What the task requires — Count every line in the data below that includes "publisher", and give only the result.
-- Material to process follows --
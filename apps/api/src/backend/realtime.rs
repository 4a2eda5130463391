//! Realtime change feed: row-change notifications filtered by table, event kind and
//! one equality predicate. A subscriber that falls behind loses events and is told so
//! with [`StreamItem::Lagged`]; it must then resync from the source of truth.

use async_trait::async_trait;
use futures_util::StreamExt;
use redis::AsyncCommands;
use serde::{Deserialize, Serialize};
use serde_json::Value;
use std::sync::Arc;
use tokio::sync::broadcast;
use tokio::task::JoinHandle;
use tracing::{debug, warn};

use crate::backend::BackendError;

const FEED_CAPACITY: usize = 1024;
const REDIS_CHANNEL: &str = "redline:changes";

#[derive(Debug, Clone, Copy, PartialEq, Eq, Serialize, Deserialize)]
#[serde(rename_all = "UPPERCASE")]
pub enum ChangeKind {
    Insert,
    Update,
    Delete,
}

#[derive(Debug, Clone, PartialEq, Serialize, Deserialize)]
pub struct ChangeEvent {
    pub table: String,
    pub kind: ChangeKind,
    pub record: Value,
}

impl ChangeEvent {
    pub fn insert<T: Serialize>(table: &str, record: &T) -> Result<Self, BackendError> {
        Ok(Self {
            table: table.to_string(),
            kind: ChangeKind::Insert,
            record: serde_json::to_value(record)?,
        })
    }
}

/// Subscription predicate: `table` and optional `kind` must match, and
/// `record[column]` must equal `value` when compared as a string.
#[derive(Debug, Clone)]
pub struct ChangeFilter {
    pub table: String,
    pub kind: Option<ChangeKind>,
    pub column: String,
    pub value: String,
}

impl ChangeFilter {
    pub fn inserts_where(table: &str, column: &str, value: impl ToString) -> Self {
        Self {
            table: table.to_string(),
            kind: Some(ChangeKind::Insert),
            column: column.to_string(),
            value: value.to_string(),
        }
    }

    pub fn matches(&self, event: &ChangeEvent) -> bool {
        if event.table != self.table {
            return false;
        }
        if self.kind.is_some_and(|k| k != event.kind) {
            return false;
        }
        match event.record.get(&self.column) {
            Some(Value::String(s)) => *s == self.value,
            Some(other) => other.to_string() == self.value,
            None => false,
        }
    }
}

#[derive(Debug, Clone, PartialEq)]
pub enum StreamItem {
    Event(ChangeEvent),
    /// The subscriber fell behind and `n` events were dropped. Any of them may have
    /// matched the filter.
    Lagged(u64),
}

/// Receiving side of a subscription. Dropping it ends the subscription.
pub struct ChangeStream {
    rx: broadcast::Receiver<ChangeEvent>,
    filter: ChangeFilter,
}

impl ChangeStream {
    /// Waits for the next matching event or a lag notice. `None` once the feed is gone.
    pub async fn next(&mut self) -> Option<StreamItem> {
        loop {
            match self.rx.recv().await {
                Ok(event) if self.filter.matches(&event) => return Some(StreamItem::Event(event)),
                Ok(_) => continue,
                Err(broadcast::error::RecvError::Lagged(skipped)) => {
                    warn!(
                        "Change stream on {} lagged, skipped {skipped} events",
                        self.filter.table
                    );
                    return Some(StreamItem::Lagged(skipped));
                }
                Err(broadcast::error::RecvError::Closed) => return None,
            }
        }
    }
}

#[async_trait]
pub trait ChangeFeed: Send + Sync {
    async fn publish(&self, event: ChangeEvent) -> Result<(), BackendError>;

    /// Registers synchronously, so events published after this returns are observed.
    fn subscribe(&self, filter: ChangeFilter) -> ChangeStream;
}

/// In-process feed. Also the local fan-out stage of [`RedisChangeFeed`].
pub struct BroadcastFeed {
    tx: broadcast::Sender<ChangeEvent>,
}

impl BroadcastFeed {
    pub fn new() -> Self {
        let (tx, _) = broadcast::channel(FEED_CAPACITY);
        Self { tx }
    }

    fn deliver(&self, event: ChangeEvent) {
        // No receivers is not an error.
        let _ = self.tx.send(event);
    }
}

impl Default for BroadcastFeed {
    fn default() -> Self {
        Self::new()
    }
}

#[async_trait]
impl ChangeFeed for BroadcastFeed {
    async fn publish(&self, event: ChangeEvent) -> Result<(), BackendError> {
        self.deliver(event);
        Ok(())
    }

    fn subscribe(&self, filter: ChangeFilter) -> ChangeStream {
        ChangeStream {
            rx: self.tx.subscribe(),
            filter,
        }
    }
}

/// Feed shared by every API instance through Redis pub/sub. Events are published to
/// Redis; a background task relays everything on the channel into a local
/// [`BroadcastFeed`] that subscribers read from.
pub struct RedisChangeFeed {
    publisher: redis::aio::MultiplexedConnection,
    local: Arc<BroadcastFeed>,
    relay: JoinHandle<()>,
}

impl RedisChangeFeed {
    pub async fn connect(client: &redis::Client) -> Result<Self, BackendError> {
        let publisher = client.get_multiplexed_tokio_connection().await?;
        let mut pubsub = client.get_async_pubsub().await?;
        pubsub.subscribe(REDIS_CHANNEL).await?;

        let local = Arc::new(BroadcastFeed::new());
        let fanout = local.clone();
        let relay = tokio::spawn(async move {
            let mut messages = pubsub.on_message();
            while let Some(msg) = messages.next().await {
                let payload: String = match msg.get_payload() {
                    Ok(p) => p,
                    Err(e) => {
                        warn!("Dropping unreadable change message: {e}");
                        continue;
                    }
                };
                match serde_json::from_str::<ChangeEvent>(&payload) {
                    Ok(event) => {
                        debug!("Relaying {:?} on {}", event.kind, event.table);
                        fanout.deliver(event);
                    }
                    Err(e) => warn!("Dropping malformed change message: {e}"),
                }
            }
            warn!("Redis change subscription closed");
        });

        Ok(Self {
            publisher,
            local,
            relay,
        })
    }
}

#[async_trait]
impl ChangeFeed for RedisChangeFeed {
    async fn publish(&self, event: ChangeEvent) -> Result<(), BackendError> {
        let payload = serde_json::to_string(&event)?;
        let mut conn = self.publisher.clone();
        conn.publish::<_, _, ()>(REDIS_CHANNEL, payload).await?;
        Ok(())
    }

    fn subscribe(&self, filter: ChangeFilter) -> ChangeStream {
        self.local.subscribe(filter)
    }
}

impl Drop for RedisChangeFeed {
    fn drop(&mut self) {
        self.relay.abort();
    }
}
-- Material to process concluded --
Result for this exercise — 4